**TASK DESCRIPTION**.
Your answer should consist of the lines below that hold the word "ComponentConfig".
::: DATA FOR ANALYSIS
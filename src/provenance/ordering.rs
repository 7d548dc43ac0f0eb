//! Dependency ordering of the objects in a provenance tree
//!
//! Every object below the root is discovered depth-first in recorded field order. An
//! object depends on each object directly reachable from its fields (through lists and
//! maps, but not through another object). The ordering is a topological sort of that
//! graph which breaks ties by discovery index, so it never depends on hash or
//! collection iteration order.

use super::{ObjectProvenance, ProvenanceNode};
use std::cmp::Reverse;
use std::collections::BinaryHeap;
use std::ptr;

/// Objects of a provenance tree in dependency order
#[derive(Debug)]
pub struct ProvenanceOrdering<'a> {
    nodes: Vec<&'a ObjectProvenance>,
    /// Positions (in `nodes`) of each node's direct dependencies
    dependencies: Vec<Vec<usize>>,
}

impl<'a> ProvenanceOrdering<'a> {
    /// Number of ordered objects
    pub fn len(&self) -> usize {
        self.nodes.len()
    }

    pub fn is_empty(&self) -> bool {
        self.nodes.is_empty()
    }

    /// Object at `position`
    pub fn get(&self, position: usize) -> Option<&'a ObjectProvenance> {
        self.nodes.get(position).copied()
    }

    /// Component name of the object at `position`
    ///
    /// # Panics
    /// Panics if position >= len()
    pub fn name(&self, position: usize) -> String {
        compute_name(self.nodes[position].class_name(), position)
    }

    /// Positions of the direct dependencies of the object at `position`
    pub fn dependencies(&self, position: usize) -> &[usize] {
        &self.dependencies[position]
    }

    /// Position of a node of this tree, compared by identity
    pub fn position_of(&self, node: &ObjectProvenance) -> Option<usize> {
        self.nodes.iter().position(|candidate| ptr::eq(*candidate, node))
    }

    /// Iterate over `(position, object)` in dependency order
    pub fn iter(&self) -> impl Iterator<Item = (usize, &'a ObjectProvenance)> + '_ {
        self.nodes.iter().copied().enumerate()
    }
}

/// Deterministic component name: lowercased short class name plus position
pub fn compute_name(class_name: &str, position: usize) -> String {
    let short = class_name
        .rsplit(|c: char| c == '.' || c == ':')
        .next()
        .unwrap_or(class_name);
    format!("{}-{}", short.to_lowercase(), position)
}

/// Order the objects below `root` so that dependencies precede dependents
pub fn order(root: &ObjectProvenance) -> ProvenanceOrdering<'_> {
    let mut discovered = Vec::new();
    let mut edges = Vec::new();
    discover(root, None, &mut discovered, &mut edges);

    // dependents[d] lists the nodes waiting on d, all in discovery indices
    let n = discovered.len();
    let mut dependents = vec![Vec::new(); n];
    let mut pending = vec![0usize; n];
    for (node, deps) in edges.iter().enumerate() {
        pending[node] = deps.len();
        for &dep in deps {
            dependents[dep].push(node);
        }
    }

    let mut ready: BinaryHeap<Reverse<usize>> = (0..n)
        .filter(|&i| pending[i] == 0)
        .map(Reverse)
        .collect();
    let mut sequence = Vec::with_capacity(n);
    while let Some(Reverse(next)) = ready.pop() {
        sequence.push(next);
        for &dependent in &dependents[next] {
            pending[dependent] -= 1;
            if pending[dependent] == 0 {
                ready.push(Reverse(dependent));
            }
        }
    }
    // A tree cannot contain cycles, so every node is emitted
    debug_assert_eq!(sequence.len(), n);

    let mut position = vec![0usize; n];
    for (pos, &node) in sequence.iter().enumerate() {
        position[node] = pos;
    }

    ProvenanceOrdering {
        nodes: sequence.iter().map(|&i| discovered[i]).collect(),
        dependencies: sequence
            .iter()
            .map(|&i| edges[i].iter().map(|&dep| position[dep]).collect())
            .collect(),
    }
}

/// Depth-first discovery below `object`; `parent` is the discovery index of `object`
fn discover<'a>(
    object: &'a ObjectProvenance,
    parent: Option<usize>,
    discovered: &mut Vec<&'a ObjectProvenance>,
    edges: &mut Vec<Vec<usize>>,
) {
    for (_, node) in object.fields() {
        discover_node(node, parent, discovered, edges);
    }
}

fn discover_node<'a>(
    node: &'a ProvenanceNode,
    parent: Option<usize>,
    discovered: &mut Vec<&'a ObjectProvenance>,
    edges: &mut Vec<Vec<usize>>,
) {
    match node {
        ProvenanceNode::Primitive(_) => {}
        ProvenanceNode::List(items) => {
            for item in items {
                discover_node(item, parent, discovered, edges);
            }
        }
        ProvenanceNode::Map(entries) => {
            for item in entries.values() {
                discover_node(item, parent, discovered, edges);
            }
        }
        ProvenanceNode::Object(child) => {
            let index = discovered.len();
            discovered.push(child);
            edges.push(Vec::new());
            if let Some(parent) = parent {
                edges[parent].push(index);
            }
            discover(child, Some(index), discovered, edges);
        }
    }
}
::::::
::: DATA FOR ANALYSIS
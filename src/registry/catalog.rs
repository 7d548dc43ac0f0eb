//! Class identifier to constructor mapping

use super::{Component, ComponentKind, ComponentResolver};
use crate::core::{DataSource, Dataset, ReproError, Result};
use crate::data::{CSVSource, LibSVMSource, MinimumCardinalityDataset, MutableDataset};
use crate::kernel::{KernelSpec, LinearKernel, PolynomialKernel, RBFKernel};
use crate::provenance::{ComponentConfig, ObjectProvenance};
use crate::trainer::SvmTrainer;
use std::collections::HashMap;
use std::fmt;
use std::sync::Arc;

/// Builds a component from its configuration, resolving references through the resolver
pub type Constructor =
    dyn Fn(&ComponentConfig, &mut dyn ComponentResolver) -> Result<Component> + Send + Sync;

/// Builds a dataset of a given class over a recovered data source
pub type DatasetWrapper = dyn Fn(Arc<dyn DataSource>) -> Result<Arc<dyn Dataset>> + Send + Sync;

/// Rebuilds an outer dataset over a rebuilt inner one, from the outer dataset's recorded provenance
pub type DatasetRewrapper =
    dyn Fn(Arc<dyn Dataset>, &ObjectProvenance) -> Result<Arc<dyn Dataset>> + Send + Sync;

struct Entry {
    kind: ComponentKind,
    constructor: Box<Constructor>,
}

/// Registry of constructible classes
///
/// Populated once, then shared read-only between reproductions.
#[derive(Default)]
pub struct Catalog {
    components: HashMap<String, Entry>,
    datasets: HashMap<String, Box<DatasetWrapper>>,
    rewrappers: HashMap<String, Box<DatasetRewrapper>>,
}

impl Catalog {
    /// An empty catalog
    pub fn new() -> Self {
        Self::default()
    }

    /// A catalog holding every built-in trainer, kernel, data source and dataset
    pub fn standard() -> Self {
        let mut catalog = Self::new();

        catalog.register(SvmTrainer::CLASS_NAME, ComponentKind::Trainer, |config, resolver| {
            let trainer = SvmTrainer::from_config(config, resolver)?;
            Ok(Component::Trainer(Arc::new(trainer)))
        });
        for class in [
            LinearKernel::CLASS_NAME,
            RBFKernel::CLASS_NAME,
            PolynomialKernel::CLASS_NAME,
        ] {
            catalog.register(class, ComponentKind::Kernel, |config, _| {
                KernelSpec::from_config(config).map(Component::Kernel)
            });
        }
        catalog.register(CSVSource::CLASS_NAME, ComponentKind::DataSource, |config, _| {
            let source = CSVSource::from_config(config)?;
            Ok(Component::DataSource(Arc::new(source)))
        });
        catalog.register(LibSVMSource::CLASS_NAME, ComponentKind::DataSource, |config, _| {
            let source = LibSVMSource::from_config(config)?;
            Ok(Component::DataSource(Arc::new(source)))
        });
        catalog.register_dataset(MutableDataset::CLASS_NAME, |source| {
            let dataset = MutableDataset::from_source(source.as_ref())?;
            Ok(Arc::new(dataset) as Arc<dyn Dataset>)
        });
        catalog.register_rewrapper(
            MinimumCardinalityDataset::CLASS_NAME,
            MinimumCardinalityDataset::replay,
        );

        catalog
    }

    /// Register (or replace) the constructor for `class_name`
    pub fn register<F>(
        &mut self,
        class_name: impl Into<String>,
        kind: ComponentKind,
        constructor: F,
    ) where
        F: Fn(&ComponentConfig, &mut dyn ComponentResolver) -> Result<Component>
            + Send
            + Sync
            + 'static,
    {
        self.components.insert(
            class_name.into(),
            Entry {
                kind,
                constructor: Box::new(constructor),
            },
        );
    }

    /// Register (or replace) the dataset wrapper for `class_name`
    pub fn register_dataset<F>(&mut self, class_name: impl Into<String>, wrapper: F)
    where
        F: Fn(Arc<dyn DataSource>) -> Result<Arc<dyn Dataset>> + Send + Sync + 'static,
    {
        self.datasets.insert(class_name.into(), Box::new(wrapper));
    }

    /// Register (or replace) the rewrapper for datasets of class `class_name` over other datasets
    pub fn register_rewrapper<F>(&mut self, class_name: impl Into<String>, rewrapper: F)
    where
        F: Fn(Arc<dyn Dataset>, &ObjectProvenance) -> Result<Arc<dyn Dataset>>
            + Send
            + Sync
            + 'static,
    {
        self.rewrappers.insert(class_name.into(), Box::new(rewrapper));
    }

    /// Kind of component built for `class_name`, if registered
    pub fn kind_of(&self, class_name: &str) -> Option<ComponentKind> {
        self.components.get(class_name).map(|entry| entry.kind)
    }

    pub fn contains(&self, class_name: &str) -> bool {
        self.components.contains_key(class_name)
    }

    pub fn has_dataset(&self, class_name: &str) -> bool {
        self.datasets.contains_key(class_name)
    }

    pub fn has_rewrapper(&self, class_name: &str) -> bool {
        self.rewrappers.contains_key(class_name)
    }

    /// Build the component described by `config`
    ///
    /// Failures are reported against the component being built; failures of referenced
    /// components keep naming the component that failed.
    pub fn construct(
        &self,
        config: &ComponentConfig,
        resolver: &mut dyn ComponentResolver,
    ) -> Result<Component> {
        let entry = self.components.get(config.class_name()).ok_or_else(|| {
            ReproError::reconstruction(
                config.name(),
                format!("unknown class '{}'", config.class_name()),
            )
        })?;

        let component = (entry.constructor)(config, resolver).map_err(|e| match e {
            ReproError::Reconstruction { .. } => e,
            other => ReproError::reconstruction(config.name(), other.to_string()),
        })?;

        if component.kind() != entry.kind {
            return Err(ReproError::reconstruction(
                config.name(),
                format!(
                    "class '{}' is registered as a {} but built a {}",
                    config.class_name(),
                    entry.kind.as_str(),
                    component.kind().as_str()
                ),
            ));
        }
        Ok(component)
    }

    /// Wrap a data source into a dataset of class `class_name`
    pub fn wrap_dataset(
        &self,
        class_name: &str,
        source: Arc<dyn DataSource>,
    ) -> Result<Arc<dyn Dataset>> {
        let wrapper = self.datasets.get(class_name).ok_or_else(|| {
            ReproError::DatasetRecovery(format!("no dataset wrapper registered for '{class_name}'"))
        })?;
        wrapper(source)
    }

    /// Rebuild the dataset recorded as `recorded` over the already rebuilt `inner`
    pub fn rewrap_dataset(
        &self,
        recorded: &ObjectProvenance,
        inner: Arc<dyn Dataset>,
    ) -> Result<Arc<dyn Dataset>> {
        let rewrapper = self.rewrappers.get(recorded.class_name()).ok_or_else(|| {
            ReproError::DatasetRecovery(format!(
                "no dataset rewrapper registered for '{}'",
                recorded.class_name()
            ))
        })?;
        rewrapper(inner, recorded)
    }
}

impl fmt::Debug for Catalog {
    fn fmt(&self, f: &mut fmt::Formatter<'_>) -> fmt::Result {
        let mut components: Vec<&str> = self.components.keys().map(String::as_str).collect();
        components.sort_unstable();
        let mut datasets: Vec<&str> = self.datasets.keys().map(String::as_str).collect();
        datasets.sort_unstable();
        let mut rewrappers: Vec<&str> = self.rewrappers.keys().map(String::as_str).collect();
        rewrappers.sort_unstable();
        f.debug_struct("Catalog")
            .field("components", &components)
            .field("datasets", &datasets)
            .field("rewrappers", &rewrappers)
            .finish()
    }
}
::::::
**RESULT BELOW**.
use crate::provenance::{ComponentConfig, ObjectProvenance};
    dyn Fn(&ComponentConfig, &mut dyn ComponentResolver) -> Result<Component> + Send + Sync;
        F: Fn(&ComponentConfig, &mut dyn ComponentResolver) -> Result<Component>
        config: &ComponentConfig,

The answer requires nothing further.